Analysis of Hurricane Maria’s Impact on the Arecibo Telescope

Abstract

The Arecibo Telescope in Puerto Rico collapsed on December 1, 2020. After the incident, Thornton Tomasetti Inc. (TT) was engaged by the Florida Space Institute to conduct a forensic investigation of the root cause of the collapse. An essential focus of the investigation was the impact of wind loads and particularly of Hurricane Maria in 2017, the strongest hurricane that the telescope had experienced in its service life. Computational fluid dynamic (CFD) analysis can be used to simulate the response of unusual structures’ to wind loads; however, it can be computationally expensive for complex structures or winds with long durations.
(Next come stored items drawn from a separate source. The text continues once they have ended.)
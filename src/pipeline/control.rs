// Ultralytics 🚀 AGPL-3.0 License - https://ultralytics.com/license

/// 播放状态控制 (所有线程共享)
/// Shared run/pause/stop state machine
///
/// 状态机: Running ⇄ Paused, Running/Paused → Stopped (终态, 不可离开)
/// 单个 AtomicU8 + CAS 保存, 任一线程的 stop() 对其他线程立即可见
use std::sync::atomic::{AtomicU8, Ordering};

const RUNNING: u8 = 0;
const PAUSED: u8 = 1;
const STOPPED: u8 = 2;

#[derive(Clone, Copy, Debug, PartialEq, Eq)]
pub enum PlaybackState {
    Running,
    Paused,
    Stopped,
}

impl PlaybackState {
    fn from_raw(raw: u8) -> Self {
        match raw {
            RUNNING => PlaybackState::Running,
            PAUSED => PlaybackState::Paused,
            _ => PlaybackState::Stopped,
        }
    }
}

#[derive(Debug)]
pub struct PlaybackControl {
    state: AtomicU8,
}

impl Default for PlaybackControl {
    fn default() -> Self {
        Self::new()
    }
}

impl PlaybackControl {
    pub fn new() -> Self {
        Self {
            state: AtomicU8::new(RUNNING),
        }
    }

    pub fn state(&self) -> PlaybackState {
        PlaybackState::from_raw(self.state.load(Ordering::Acquire))
    }

    /// running 标志: 暂停时仍为 true
    pub fn is_running(&self) -> bool {
        self.state() != PlaybackState::Stopped
    }

    pub fn is_paused(&self) -> bool {
        self.state() == PlaybackState::Paused
    }

    /// 停止流水线 (幂等), 返回本次调用是否完成了状态转换
    pub fn stop(&self) -> bool {
        self.state.swap(STOPPED, Ordering::AcqRel) != STOPPED
    }

    /// 暂停/继续切换, 返回切换后的状态; 已停止时不做任何改变
    pub fn toggle_pause(&self) -> PlaybackState {
        let mut current = self.state.load(Ordering::Acquire);
        loop {
            let next = match current {
                RUNNING => PAUSED,
                PAUSED => RUNNING,
                _ => return PlaybackState::Stopped,
            };
            match self
                .state
                .compare_exchange_weak(current, next, Ordering::AcqRel, Ordering::Acquire)
            {
                Ok(_) => return PlaybackState::from_raw(next),
                Err(actual) => current = actual,
            }
        }
    }
}

#[cfg(test)]
mod tests {
    use super::*;
    use std::sync::Arc;
    use std::thread;

    #[test]
    fn test_initial_state_running() {
        let control = PlaybackControl::new();
        assert_eq!(control.state(), PlaybackState::Running);
        assert!(control.is_running());
        assert!(!control.is_paused());
    }

    #[test]
    fn test_double_toggle_restores_state() {
        let control = PlaybackControl::new();
        assert_eq!(control.toggle_pause(), PlaybackState::Paused);
        assert!(control.is_running(), "暂停时 running 仍为 true");
        assert_eq!(control.toggle_pause(), PlaybackState::Running);
        assert_eq!(control.state(), PlaybackState::Running);
    }

    #[test]
    fn test_stopped_is_terminal() {
        let control = PlaybackControl::new();
        control.toggle_pause();
        assert!(control.stop());
        assert!(!control.stop(), "重复 stop 不应再次转换");
        assert_eq!(control.toggle_pause(), PlaybackState::Stopped);
        assert_eq!(control.state(), PlaybackState::Stopped);
        assert!(!control.is_running());
    }

    #[test]
    fn test_stop_visible_across_threads() {
        let control = Arc::new(PlaybackControl::new());
        let watchers: Vec<_> = (0..3)
            .map(|_| {
                let c = control.clone();
                thread::spawn(move || {
                    while c.is_running() {
                        thread::yield_now();
                    }
                })
            })
            .collect();
        control.stop();
        for w in watchers {
            w.join().unwrap();
        }
    }

    #[test]
    fn test_concurrent_toggle_and_stop() {
        let control = Arc::new(PlaybackControl::new());
        let togglers: Vec<_> = (0..4)
            .map(|_| {
                let c = control.clone();
                thread::spawn(move || {
                    for _ in 0..1000 {
                        c.toggle_pause();
                    }
                })
            })
            .collect();
        control.stop();
        for t in togglers {
            t.join().unwrap();
        }
        assert_eq!(control.state(), PlaybackState::Stopped);
    }
}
Conducting this type of analysis may be feasible by involving high-performance computing systems. However, given the scope of the investigation, as well as the limited time and budget, performing such a sophisticated CFD analysis of the telescope subjected to the full hurricane time history was infeasible. TT adopted a cost-effective method to simulate the wind loads on the telescope during Hurricane Maria and apply those forces to a structural analysis model. The technique uses a combination of CFD analysis, previous wind tunnel test results, and wind speed records. A CFD model of the telescope was used to generate wind forces at a constant wind speed and was validated by previous wind tunnel tests on a physical model of the telescope. The validation shows that the CFD analysis can adequately depict the wind tunnel test results and that the wind forces can be scaled based on wind speeds. The wind forces from CFD analysis were then scaled to time-varying forces based on the on-site measured wind speeds during Hurricane Maria. The time-varying forces were subsequently applied to a finite element (FE) model of the telescope to evaluate its dynamic response during Hurricane Maria. This paper provides an in-depth description of each analysis step, validation of the wind force scaling method, and the telescope’s response to Hurricane Maria. The results show that the forces in the cables supporting the telescope increased 14% during Hurricane Maria.